Exercise requirements: The lines from the start of the records through the one containing "pub struct StatementRepository" are to be transcribed exactly, and nothing else.

Exercise materials:
►
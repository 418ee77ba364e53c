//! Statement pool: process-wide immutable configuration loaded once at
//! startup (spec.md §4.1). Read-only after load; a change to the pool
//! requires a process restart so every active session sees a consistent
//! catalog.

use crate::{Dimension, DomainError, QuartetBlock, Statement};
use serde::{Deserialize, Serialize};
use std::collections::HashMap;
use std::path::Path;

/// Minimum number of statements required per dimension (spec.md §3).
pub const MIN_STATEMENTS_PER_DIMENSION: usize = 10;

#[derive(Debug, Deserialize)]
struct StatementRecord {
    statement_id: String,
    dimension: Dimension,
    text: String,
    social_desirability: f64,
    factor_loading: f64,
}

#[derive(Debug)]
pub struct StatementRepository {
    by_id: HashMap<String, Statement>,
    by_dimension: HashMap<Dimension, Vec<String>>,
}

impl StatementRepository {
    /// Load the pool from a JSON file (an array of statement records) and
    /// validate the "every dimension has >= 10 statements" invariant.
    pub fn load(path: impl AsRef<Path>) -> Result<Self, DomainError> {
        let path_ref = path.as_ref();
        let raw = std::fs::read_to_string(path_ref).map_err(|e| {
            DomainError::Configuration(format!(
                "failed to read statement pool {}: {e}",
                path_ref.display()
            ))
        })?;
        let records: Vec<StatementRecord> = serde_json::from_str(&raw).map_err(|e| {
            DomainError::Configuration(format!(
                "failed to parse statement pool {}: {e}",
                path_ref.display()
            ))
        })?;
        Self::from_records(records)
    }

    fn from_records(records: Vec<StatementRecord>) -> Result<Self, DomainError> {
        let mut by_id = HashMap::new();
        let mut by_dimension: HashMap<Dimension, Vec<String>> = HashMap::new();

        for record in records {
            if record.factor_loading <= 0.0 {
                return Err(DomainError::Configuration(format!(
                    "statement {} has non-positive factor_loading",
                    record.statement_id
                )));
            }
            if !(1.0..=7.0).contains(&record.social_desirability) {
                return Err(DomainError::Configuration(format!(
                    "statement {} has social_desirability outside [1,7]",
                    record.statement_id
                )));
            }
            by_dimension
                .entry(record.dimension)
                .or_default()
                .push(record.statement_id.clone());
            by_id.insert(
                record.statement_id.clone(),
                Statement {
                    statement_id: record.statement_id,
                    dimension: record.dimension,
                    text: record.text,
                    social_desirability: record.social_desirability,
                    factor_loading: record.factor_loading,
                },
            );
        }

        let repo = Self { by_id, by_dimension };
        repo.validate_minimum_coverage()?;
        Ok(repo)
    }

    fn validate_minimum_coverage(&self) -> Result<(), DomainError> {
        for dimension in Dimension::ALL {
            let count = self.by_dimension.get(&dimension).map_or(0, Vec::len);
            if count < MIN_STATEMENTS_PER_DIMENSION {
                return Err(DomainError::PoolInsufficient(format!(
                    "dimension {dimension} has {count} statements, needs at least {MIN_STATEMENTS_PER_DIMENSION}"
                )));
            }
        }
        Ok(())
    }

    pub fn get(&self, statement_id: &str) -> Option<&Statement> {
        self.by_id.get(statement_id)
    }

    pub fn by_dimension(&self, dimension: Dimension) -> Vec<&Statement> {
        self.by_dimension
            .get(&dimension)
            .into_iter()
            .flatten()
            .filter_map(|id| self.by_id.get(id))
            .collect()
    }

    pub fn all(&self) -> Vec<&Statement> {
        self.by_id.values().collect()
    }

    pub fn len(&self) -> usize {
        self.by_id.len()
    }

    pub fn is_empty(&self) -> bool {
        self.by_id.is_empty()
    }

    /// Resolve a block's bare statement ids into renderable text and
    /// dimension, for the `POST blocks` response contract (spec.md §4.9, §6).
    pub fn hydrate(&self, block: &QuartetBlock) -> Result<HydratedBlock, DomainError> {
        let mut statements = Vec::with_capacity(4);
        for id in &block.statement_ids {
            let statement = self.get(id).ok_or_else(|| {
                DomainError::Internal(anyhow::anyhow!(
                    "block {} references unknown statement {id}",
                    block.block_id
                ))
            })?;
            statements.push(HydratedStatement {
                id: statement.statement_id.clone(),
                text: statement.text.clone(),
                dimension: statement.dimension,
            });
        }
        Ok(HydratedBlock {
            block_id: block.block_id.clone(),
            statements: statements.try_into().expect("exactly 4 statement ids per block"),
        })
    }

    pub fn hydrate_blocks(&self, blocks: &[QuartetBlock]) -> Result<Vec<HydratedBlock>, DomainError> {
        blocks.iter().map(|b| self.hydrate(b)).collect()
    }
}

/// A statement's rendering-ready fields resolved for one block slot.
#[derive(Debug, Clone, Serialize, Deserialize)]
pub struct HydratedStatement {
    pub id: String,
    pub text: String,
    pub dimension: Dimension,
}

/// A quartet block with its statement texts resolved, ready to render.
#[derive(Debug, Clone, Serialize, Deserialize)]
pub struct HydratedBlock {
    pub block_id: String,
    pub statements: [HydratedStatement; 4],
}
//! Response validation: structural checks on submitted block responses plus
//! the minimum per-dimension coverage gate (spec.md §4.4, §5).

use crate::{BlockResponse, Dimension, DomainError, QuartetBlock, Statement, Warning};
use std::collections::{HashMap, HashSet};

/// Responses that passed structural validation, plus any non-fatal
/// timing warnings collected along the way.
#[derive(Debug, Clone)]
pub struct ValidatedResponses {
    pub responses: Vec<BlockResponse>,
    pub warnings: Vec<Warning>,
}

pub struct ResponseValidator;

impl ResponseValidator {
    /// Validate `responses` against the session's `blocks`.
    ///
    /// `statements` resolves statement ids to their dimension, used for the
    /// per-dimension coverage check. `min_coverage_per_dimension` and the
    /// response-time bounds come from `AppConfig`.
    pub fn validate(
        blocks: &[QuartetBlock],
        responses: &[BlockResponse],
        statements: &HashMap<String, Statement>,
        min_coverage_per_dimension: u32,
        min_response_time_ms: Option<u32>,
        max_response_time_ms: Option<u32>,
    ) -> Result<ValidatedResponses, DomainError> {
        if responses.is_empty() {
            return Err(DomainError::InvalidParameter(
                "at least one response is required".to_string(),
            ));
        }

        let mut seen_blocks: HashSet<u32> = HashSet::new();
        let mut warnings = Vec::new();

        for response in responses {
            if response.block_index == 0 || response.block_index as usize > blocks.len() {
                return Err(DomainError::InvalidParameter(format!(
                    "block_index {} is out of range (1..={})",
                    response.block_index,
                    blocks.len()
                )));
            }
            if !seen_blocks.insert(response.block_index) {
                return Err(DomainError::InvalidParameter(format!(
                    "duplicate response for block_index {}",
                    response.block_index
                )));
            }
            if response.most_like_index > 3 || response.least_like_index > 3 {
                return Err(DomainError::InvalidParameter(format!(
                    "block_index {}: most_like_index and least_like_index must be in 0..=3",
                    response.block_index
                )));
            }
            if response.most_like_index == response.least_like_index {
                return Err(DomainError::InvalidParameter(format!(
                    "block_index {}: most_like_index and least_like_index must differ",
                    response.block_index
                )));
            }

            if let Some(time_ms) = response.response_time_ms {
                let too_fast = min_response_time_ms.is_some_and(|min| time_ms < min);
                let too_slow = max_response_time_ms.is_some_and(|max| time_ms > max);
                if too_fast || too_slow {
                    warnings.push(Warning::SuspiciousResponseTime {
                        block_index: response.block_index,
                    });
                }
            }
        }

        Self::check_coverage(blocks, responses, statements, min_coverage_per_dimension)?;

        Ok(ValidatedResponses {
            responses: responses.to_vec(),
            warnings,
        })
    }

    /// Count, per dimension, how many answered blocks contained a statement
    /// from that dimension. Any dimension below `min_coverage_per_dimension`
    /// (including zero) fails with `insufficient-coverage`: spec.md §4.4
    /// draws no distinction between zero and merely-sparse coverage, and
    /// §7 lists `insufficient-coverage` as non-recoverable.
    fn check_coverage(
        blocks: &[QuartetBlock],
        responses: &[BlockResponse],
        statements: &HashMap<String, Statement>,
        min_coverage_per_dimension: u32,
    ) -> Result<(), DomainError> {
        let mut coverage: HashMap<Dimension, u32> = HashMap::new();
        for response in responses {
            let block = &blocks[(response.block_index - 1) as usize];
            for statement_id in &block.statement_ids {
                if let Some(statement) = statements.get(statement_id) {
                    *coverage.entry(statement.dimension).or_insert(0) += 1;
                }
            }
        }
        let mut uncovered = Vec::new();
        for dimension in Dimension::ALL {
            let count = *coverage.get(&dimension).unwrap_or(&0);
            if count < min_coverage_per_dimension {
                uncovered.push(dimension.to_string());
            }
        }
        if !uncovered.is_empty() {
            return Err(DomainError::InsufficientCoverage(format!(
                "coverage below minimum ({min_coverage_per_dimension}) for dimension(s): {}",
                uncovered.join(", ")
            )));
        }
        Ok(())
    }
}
◄
Exercise result:
repository 418ee77ba364e53c
//! Statement pool: process-wide immutable configuration loaded once at
//! startup (spec.md §4.1). Read-only after load; a change to the pool
//! requires a process restart so every active session sees a consistent
//! catalog.

use crate::{Dimension, DomainError, QuartetBlock, Statement};
use serde::{Deserialize, Serialize};
use std::collections::HashMap;
use std::path::Path;

/// Minimum number of statements required per dimension (spec.md §3).
pub const MIN_STATEMENTS_PER_DIMENSION: usize = 10;

#[derive(Debug, Deserialize)]
struct StatementRecord {
    statement_id: String,
    dimension: Dimension,
    text: String,
    social_desirability: f64,
    factor_loading: f64,
}

#[derive(Debug)]
pub struct StatementRepository {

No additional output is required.